* [WORK REQUIRED]: Wherever "enum" shows up in the records below, copy the whole line.

* [DATA RECORDS]:

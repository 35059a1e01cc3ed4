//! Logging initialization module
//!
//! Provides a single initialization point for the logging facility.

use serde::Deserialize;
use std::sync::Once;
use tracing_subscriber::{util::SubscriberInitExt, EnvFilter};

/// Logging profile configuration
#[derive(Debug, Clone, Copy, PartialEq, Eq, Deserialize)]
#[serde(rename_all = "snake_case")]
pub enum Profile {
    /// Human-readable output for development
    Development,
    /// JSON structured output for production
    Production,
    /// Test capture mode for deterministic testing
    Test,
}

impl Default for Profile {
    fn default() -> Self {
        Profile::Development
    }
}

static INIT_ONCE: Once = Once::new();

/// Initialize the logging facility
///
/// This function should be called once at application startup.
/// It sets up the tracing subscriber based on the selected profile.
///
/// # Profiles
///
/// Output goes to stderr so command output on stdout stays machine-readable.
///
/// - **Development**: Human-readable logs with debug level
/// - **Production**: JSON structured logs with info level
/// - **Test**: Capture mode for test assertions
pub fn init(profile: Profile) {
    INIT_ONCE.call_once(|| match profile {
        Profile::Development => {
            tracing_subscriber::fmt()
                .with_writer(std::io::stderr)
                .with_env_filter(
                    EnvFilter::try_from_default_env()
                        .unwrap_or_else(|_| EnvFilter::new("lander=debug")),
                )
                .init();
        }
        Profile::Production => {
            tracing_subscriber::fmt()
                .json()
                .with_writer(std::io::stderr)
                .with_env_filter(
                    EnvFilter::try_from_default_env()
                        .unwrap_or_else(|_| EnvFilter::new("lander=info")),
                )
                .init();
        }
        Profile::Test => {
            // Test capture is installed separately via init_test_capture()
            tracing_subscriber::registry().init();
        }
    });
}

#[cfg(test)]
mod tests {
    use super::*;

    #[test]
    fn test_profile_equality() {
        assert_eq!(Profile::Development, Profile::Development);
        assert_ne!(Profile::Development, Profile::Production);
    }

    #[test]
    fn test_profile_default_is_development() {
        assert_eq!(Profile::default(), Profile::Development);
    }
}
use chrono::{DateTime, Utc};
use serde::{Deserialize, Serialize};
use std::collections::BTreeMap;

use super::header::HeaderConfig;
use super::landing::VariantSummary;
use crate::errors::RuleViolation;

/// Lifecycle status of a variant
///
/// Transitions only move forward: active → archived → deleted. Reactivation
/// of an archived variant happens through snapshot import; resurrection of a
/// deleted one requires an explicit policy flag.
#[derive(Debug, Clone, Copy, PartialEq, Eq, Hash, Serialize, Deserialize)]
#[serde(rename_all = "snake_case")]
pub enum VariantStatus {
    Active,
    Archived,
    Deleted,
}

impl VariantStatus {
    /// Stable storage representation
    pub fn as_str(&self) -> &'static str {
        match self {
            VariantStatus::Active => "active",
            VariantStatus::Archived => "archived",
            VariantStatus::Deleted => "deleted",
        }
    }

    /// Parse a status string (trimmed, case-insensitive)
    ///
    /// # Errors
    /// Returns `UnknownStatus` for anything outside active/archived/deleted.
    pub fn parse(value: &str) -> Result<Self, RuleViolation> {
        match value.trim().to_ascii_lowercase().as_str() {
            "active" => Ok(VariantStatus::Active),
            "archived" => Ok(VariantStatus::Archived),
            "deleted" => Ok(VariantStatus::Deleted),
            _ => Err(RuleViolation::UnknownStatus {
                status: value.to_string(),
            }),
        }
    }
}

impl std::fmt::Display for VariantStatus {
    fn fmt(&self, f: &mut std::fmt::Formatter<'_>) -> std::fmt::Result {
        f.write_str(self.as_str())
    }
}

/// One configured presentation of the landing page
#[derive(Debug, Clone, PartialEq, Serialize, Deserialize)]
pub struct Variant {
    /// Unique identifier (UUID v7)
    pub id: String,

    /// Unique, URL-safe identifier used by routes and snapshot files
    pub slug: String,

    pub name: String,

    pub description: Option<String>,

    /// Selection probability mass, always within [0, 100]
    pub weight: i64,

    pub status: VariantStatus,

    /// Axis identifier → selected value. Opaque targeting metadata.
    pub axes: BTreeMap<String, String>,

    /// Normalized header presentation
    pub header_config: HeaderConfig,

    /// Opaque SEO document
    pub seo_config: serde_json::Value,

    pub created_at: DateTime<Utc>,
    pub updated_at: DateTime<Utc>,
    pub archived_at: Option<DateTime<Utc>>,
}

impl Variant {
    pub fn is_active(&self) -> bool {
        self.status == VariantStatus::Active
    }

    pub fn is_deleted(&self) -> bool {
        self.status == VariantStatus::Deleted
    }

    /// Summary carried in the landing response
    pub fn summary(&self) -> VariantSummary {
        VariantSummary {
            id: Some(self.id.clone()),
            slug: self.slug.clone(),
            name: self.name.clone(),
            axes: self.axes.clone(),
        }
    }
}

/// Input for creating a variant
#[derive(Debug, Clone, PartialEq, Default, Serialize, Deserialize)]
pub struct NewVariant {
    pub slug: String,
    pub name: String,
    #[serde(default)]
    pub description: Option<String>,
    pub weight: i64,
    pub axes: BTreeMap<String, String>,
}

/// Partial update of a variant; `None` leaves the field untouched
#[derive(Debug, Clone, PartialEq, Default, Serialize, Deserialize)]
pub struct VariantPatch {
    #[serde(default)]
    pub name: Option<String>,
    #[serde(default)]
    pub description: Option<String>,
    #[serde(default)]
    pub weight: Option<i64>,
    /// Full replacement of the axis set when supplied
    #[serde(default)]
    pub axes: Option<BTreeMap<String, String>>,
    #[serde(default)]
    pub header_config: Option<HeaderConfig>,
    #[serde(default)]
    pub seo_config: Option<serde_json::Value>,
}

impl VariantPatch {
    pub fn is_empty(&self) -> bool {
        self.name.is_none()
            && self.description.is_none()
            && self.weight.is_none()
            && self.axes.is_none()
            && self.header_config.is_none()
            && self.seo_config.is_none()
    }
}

* [TASK SOLUTION]:
pub enum Profile {
pub enum VariantStatus {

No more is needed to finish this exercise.